DIRECTIONS
Take the entries below and print only the lines from the one with "canonical field set." through the one with "JSON with domain separation.", exactly as they stand, both ends included.
[Opening DATA section]
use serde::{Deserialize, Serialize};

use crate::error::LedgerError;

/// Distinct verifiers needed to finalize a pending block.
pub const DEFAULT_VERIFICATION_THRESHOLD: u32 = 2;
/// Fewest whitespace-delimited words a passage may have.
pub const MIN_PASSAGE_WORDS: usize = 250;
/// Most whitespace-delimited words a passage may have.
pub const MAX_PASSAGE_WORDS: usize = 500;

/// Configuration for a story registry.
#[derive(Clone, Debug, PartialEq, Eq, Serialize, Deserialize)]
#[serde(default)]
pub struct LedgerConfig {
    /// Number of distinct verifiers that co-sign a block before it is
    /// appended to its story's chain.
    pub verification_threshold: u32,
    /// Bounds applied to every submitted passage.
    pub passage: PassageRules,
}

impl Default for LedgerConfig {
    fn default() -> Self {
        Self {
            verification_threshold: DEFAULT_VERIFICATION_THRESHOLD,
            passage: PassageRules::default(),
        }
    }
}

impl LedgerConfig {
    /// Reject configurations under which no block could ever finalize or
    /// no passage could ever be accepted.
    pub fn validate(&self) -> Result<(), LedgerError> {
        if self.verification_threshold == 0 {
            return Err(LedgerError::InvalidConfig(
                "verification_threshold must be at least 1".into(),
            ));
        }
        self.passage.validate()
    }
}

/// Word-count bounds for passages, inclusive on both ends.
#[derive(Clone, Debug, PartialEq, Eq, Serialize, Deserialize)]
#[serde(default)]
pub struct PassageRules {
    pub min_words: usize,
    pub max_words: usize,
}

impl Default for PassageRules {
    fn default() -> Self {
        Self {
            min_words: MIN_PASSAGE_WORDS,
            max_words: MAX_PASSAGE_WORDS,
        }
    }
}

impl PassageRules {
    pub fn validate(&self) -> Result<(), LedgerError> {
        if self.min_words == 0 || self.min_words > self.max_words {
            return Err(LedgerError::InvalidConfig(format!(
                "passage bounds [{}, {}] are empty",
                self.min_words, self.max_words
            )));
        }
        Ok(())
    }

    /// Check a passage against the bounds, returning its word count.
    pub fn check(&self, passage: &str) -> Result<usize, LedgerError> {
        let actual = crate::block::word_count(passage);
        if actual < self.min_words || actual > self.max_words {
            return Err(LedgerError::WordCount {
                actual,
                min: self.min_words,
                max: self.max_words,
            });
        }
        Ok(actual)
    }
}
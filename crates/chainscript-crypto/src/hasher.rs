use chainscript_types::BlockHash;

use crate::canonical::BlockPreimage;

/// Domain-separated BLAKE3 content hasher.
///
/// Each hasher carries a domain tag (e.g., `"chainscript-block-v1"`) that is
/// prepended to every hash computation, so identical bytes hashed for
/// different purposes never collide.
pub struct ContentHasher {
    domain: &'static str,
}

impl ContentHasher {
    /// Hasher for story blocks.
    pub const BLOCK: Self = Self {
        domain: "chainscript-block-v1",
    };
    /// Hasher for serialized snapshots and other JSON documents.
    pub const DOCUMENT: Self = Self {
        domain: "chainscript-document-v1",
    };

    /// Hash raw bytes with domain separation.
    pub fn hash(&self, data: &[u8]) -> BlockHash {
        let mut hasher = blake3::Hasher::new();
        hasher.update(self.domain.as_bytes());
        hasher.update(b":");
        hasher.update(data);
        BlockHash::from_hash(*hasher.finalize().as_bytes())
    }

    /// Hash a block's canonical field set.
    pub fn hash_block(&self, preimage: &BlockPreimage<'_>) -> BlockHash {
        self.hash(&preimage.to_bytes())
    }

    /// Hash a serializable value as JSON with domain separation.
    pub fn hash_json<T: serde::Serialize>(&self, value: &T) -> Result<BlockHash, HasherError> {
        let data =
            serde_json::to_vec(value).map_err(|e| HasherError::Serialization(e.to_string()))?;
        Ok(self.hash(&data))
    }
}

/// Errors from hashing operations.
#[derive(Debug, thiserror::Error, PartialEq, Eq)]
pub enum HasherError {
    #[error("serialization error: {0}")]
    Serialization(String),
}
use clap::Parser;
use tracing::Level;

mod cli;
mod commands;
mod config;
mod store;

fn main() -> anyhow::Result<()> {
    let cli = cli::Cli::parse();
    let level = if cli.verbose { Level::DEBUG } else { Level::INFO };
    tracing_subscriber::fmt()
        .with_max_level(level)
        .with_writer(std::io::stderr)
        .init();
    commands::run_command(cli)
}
[Closing DATA section]
ANSWER BOX
    /// Hash a block's canonical field set.
    pub fn hash_block(&self, preimage: &BlockPreimage<'_>) -> BlockHash {
        self.hash(&preimage.to_bytes())
    }

    /// Hash a serializable value as JSON with domain separation.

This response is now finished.